**EXERCISE DESCRIPTION:** Print the lines that run from the line with "filename crates/sqlbridge/tests/connection_test.rs" to the line with "for (input, expected)", keeping both end lines, exactly as they appear in the entries below, and nothing else.

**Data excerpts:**
* * * * *

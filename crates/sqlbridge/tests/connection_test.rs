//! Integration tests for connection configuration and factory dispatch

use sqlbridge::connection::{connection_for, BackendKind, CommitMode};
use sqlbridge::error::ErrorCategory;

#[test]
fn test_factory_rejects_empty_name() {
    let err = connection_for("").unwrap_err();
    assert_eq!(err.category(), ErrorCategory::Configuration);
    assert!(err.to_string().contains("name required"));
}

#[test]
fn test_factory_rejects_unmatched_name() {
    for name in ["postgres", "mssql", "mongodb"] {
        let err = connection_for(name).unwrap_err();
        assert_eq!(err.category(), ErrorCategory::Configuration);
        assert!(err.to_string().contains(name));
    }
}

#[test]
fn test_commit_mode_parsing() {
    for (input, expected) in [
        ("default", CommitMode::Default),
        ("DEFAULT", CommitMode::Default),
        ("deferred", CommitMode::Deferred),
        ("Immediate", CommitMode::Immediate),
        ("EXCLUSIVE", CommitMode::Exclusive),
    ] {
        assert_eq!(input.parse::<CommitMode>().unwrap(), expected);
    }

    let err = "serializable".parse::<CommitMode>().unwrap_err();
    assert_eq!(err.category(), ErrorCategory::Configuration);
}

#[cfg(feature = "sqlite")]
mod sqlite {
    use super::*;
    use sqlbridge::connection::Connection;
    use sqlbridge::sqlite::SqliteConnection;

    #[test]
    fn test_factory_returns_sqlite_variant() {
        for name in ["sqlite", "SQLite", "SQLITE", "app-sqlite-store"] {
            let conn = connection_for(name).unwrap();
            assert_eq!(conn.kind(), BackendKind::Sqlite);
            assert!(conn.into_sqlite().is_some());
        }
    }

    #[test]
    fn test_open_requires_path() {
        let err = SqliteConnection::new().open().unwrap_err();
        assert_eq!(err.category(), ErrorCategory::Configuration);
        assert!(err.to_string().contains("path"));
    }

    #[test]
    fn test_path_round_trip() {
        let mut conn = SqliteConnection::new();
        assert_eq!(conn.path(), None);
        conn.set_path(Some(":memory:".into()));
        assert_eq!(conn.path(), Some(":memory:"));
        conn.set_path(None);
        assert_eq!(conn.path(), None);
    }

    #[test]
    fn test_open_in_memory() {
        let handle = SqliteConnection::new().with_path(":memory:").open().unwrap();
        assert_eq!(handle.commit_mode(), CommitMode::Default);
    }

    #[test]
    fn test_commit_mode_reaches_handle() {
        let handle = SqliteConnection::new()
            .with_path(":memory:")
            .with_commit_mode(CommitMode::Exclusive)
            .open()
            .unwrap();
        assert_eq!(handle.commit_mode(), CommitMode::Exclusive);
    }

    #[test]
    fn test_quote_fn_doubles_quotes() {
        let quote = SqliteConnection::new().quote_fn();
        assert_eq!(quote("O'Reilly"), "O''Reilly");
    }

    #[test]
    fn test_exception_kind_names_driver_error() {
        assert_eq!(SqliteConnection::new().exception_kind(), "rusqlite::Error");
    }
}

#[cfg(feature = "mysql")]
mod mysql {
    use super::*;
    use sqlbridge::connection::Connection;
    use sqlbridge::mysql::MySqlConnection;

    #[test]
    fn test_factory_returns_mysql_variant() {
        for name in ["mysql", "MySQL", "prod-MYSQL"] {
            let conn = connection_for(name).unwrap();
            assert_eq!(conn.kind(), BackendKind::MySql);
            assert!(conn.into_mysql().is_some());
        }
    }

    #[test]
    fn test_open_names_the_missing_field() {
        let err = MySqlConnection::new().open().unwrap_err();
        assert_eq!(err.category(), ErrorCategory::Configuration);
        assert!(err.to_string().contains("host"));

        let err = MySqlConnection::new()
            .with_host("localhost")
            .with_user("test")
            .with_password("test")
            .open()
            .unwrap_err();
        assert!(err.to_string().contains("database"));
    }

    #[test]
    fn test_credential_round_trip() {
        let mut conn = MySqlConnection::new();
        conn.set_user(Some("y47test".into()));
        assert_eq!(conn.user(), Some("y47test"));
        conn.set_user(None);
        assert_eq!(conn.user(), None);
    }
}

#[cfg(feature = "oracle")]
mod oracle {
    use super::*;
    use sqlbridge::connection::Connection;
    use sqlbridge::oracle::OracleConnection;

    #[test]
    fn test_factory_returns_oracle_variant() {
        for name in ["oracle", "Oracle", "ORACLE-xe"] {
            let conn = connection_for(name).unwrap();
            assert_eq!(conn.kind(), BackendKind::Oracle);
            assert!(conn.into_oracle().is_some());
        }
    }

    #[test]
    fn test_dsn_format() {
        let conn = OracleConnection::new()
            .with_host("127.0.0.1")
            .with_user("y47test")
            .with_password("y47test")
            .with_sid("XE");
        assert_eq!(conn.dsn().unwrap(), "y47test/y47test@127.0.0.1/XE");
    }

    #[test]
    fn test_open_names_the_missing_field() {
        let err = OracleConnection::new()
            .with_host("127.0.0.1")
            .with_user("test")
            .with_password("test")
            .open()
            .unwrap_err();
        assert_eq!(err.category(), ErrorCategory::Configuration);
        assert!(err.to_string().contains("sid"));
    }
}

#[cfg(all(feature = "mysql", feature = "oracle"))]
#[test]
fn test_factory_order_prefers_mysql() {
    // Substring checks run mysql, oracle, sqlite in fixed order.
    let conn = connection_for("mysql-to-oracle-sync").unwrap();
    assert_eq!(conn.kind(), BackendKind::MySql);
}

* * * * *

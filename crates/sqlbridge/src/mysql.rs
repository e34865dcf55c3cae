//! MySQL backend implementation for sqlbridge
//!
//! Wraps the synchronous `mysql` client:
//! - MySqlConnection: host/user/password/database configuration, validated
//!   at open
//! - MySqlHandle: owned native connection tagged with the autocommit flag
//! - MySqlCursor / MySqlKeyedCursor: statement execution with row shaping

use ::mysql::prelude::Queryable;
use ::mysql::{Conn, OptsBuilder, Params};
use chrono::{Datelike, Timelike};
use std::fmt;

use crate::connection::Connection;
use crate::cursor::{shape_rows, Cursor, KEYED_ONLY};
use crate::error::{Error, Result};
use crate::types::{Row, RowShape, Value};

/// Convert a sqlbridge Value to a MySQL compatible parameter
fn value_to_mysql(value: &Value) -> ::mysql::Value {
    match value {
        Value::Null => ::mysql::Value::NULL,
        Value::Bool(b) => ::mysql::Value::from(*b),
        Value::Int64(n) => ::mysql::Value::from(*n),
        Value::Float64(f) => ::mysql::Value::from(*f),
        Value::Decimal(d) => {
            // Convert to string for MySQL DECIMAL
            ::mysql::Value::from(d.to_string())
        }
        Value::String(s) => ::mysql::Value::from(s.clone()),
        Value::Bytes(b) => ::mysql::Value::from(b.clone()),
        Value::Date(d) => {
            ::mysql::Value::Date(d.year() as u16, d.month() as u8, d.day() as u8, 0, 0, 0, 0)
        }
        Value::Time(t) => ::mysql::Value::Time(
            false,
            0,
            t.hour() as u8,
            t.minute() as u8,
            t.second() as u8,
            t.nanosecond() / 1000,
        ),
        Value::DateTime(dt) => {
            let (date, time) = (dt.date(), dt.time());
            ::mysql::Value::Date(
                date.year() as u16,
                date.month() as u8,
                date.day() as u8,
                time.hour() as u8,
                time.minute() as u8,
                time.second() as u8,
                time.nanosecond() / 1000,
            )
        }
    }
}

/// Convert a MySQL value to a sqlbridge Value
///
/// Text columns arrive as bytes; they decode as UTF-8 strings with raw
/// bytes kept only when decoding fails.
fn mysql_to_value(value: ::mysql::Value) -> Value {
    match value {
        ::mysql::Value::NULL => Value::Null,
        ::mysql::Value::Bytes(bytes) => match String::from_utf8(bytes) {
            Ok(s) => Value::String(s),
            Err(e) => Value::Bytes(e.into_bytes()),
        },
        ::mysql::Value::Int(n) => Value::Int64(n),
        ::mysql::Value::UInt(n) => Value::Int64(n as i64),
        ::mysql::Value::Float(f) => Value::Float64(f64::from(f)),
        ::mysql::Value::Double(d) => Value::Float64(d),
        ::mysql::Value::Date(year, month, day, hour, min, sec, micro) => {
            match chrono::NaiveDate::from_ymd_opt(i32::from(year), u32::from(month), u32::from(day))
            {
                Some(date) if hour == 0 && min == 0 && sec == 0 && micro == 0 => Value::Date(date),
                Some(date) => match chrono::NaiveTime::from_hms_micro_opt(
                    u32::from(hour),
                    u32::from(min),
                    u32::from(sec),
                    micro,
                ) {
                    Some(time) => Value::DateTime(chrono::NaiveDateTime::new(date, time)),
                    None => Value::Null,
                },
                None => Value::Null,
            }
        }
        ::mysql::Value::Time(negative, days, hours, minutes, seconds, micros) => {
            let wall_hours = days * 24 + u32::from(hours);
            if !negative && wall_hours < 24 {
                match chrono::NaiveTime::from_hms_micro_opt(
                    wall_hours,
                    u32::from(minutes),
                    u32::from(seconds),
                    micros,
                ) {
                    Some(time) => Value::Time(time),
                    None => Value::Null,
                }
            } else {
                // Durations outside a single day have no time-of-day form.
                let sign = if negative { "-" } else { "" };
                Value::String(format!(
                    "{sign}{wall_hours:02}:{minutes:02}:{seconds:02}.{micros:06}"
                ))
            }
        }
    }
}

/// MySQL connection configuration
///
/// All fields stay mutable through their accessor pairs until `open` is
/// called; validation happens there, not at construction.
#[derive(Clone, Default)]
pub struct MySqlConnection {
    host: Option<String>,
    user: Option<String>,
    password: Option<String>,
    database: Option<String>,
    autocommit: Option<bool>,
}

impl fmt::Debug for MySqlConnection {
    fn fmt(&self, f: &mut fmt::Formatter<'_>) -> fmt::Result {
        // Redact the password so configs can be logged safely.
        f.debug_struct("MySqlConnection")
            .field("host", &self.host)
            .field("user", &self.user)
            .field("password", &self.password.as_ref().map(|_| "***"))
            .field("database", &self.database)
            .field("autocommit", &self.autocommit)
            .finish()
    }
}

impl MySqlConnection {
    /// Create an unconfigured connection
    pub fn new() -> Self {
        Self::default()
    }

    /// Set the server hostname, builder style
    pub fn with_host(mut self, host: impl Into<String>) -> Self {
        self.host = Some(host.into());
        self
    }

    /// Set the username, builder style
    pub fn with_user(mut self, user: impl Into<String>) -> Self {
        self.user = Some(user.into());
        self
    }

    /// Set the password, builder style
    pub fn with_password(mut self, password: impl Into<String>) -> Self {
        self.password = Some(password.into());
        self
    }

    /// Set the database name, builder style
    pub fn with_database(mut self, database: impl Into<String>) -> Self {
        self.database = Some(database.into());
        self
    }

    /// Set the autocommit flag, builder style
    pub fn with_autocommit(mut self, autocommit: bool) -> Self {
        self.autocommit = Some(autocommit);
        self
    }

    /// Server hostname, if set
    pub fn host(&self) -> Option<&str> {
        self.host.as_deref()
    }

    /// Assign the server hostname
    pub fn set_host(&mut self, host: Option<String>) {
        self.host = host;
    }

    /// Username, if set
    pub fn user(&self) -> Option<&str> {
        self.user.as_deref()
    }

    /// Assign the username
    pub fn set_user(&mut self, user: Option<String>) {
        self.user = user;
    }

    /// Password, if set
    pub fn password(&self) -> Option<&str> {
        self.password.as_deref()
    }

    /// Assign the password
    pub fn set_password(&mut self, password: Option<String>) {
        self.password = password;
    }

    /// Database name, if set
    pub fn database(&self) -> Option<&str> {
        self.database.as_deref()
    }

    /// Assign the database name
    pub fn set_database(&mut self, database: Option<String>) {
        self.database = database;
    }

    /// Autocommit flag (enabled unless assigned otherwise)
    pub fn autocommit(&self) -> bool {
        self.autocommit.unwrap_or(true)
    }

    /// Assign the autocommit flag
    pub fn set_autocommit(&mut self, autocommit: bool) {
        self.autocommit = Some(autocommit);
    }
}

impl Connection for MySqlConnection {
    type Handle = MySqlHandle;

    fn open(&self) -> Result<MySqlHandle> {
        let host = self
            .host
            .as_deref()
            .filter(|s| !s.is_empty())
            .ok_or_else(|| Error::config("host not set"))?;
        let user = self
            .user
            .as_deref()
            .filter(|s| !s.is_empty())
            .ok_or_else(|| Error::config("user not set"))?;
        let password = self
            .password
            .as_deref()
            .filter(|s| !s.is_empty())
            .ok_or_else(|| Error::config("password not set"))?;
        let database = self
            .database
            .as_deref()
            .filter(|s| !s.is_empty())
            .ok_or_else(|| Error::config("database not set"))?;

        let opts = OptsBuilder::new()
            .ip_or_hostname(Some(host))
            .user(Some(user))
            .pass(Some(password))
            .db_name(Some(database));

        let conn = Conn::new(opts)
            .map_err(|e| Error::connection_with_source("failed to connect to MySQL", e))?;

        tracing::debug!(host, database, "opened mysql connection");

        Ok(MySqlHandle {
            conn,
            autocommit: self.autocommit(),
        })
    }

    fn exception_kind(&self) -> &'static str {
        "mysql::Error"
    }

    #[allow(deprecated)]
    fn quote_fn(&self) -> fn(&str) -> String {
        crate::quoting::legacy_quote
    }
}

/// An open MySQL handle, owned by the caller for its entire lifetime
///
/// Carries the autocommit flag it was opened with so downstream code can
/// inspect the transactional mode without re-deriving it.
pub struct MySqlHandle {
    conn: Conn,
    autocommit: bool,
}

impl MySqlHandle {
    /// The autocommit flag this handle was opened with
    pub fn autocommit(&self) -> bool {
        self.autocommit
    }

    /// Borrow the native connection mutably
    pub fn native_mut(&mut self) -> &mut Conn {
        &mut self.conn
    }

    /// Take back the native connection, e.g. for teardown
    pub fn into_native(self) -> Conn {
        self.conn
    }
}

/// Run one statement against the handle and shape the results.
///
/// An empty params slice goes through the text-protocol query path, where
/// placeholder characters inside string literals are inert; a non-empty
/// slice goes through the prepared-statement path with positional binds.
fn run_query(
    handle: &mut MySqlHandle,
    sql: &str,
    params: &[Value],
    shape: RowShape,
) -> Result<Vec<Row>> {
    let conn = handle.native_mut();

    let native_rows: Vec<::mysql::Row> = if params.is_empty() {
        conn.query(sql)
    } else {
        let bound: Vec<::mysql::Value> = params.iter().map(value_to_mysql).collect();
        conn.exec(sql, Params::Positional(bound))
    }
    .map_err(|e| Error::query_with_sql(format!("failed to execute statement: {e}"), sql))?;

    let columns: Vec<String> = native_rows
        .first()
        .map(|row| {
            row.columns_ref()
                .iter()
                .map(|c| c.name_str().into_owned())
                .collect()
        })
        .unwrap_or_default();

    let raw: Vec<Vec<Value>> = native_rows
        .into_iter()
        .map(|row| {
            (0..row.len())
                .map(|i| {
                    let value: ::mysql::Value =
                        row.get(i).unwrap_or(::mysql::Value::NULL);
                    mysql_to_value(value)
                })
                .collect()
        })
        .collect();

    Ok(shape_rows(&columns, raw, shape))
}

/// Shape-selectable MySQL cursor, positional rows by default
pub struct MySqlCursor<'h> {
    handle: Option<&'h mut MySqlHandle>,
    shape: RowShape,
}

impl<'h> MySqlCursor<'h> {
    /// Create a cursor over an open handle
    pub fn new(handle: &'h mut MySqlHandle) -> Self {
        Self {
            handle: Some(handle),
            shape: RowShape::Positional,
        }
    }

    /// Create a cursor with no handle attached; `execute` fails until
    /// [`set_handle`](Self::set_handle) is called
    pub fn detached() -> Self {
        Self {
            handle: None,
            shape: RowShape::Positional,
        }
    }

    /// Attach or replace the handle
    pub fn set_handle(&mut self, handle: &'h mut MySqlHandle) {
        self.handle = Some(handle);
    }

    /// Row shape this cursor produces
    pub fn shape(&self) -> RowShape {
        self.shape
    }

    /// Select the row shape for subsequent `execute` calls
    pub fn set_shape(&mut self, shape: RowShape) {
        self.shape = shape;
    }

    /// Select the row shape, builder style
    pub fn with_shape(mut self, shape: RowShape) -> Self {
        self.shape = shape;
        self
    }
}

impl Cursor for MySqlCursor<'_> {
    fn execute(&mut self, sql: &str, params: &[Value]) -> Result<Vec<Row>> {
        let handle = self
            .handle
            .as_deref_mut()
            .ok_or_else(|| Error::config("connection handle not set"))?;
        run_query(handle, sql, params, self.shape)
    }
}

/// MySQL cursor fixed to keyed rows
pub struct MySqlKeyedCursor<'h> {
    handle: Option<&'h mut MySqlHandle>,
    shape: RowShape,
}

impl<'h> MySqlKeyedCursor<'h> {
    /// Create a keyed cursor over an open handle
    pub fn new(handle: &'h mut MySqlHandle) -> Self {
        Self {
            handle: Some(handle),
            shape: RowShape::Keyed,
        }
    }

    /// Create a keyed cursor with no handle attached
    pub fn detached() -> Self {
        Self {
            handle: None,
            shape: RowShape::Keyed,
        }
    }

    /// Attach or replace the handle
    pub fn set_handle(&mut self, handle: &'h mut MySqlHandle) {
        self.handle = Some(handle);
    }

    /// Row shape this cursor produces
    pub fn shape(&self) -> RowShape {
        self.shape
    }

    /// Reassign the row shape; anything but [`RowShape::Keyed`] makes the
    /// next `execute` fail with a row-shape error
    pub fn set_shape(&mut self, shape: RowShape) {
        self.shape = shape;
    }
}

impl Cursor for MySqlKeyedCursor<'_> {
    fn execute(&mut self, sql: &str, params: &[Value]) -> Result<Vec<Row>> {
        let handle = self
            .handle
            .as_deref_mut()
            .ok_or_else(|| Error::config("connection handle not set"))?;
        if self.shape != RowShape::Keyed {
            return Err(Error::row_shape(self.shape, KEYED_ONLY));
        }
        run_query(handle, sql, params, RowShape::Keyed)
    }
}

* * * * *

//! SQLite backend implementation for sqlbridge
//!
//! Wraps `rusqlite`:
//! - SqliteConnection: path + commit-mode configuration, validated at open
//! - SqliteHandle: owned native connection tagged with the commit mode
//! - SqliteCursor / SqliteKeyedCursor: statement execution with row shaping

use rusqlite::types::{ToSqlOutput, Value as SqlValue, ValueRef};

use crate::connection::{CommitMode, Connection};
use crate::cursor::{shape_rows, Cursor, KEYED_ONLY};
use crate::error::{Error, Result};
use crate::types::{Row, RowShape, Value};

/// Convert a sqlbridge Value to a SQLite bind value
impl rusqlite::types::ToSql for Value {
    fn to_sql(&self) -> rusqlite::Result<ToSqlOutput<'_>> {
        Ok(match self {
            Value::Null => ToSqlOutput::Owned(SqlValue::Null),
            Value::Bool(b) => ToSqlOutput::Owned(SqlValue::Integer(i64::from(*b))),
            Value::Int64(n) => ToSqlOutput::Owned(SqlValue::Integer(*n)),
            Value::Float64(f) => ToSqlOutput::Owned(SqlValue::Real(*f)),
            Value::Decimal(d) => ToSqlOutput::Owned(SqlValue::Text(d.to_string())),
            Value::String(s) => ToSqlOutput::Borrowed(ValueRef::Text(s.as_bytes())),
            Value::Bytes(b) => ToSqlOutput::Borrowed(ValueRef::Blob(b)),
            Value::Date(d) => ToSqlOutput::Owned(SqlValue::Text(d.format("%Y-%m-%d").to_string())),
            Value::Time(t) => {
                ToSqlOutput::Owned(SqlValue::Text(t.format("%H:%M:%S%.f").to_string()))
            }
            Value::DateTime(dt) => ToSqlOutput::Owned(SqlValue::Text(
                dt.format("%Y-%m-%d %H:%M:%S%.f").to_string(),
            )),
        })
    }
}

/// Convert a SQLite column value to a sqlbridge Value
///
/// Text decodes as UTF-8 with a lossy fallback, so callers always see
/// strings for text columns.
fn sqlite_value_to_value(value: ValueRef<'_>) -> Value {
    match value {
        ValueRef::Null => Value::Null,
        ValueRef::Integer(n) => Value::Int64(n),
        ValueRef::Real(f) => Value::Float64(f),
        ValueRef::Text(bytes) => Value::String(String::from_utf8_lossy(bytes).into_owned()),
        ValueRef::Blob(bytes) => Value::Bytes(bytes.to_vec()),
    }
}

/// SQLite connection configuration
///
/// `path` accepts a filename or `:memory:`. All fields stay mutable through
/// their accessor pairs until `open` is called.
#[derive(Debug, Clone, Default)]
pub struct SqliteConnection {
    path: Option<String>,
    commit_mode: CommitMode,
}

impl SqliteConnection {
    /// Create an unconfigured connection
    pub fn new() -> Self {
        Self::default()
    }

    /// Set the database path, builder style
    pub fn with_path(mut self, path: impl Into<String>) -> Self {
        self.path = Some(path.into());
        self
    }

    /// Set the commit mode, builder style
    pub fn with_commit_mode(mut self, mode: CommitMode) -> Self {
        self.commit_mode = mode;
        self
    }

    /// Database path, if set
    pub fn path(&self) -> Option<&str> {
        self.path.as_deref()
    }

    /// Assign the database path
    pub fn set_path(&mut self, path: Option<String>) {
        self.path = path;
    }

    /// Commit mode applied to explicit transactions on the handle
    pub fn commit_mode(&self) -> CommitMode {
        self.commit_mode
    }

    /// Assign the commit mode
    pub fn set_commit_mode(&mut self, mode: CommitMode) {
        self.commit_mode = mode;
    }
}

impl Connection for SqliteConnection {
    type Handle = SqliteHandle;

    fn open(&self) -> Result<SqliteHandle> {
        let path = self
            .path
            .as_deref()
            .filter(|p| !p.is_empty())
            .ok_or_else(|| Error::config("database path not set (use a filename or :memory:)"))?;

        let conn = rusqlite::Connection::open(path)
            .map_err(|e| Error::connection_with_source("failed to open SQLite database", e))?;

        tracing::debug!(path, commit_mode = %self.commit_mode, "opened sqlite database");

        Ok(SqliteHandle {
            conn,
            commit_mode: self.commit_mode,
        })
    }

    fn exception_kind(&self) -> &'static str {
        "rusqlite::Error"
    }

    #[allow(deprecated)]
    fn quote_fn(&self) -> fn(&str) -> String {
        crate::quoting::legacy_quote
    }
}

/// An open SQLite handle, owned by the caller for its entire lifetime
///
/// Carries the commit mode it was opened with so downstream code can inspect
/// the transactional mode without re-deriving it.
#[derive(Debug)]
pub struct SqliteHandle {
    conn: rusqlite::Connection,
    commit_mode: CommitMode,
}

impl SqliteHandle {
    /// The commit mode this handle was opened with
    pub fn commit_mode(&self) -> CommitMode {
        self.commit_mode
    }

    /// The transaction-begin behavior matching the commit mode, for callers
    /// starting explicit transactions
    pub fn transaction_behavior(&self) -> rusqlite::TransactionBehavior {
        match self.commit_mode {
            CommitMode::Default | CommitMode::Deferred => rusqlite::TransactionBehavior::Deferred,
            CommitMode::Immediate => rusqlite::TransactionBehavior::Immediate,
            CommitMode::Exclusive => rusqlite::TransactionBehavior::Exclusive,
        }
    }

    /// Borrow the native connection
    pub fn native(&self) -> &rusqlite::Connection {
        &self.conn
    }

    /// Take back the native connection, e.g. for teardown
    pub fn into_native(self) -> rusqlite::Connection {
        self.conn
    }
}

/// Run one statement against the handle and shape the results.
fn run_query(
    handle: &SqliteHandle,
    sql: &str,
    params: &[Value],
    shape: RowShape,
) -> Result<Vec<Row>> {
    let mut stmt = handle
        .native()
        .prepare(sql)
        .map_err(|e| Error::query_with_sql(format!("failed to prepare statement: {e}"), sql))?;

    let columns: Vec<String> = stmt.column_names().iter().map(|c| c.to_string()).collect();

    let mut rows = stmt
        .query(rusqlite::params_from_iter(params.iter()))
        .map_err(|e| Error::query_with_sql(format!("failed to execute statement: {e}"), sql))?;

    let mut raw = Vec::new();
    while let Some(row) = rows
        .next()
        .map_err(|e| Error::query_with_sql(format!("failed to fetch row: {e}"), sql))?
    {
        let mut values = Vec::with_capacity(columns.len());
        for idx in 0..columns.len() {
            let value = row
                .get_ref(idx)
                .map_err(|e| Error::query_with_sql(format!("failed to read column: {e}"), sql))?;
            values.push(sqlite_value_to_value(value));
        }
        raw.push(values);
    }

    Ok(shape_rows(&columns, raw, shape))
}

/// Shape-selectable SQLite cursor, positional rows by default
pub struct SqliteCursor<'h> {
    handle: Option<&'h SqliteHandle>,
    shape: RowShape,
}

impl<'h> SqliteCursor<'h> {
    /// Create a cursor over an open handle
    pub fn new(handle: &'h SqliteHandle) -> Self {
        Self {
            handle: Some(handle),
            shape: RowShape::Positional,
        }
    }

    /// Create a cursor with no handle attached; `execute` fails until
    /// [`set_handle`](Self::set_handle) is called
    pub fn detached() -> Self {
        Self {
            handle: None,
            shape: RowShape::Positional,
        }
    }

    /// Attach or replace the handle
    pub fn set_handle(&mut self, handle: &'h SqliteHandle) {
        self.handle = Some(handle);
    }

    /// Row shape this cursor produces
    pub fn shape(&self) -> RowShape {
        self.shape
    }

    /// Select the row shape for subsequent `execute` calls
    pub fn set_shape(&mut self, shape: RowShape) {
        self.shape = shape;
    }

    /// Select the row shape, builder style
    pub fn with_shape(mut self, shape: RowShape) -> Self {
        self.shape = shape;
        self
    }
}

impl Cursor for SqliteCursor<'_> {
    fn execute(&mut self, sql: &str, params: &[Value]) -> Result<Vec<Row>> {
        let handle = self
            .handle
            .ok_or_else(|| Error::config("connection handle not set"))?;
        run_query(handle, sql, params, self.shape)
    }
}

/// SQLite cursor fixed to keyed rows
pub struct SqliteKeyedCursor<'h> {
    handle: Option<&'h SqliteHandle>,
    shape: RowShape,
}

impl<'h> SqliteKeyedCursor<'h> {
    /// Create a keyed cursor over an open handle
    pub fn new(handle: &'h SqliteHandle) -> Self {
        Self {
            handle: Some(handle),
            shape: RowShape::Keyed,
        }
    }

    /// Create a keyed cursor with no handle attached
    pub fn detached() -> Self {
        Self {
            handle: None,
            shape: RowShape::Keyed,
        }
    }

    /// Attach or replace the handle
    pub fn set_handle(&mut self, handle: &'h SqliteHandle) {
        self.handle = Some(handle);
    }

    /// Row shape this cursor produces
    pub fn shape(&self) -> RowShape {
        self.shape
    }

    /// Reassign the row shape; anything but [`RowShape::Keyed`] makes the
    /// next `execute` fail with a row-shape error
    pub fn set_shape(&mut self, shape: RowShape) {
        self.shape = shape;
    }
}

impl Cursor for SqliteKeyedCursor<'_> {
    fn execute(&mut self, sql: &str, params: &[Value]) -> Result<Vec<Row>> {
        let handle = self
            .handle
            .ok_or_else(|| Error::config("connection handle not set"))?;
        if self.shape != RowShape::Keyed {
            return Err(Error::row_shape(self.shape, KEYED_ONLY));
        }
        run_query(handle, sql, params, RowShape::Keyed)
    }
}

* * * * *

**RESULT OF THE TASK:**
filename crates/sqlbridge/tests/connection_test.rs
//! Integration tests for connection configuration and factory dispatch

use sqlbridge::connection::{connection_for, BackendKind, CommitMode};
use sqlbridge::error::ErrorCategory;

#[test]
fn test_factory_rejects_empty_name() {
    let err = connection_for("").unwrap_err();
    assert_eq!(err.category(), ErrorCategory::Configuration);
    assert!(err.to_string().contains("name required"));
}

#[test]
fn test_factory_rejects_unmatched_name() {
    for name in ["postgres", "mssql", "mongodb"] {
        let err = connection_for(name).unwrap_err();
        assert_eq!(err.category(), ErrorCategory::Configuration);
        assert!(err.to_string().contains(name));
    }
}

#[test]
fn test_commit_mode_parsing() {
    for (input, expected) in [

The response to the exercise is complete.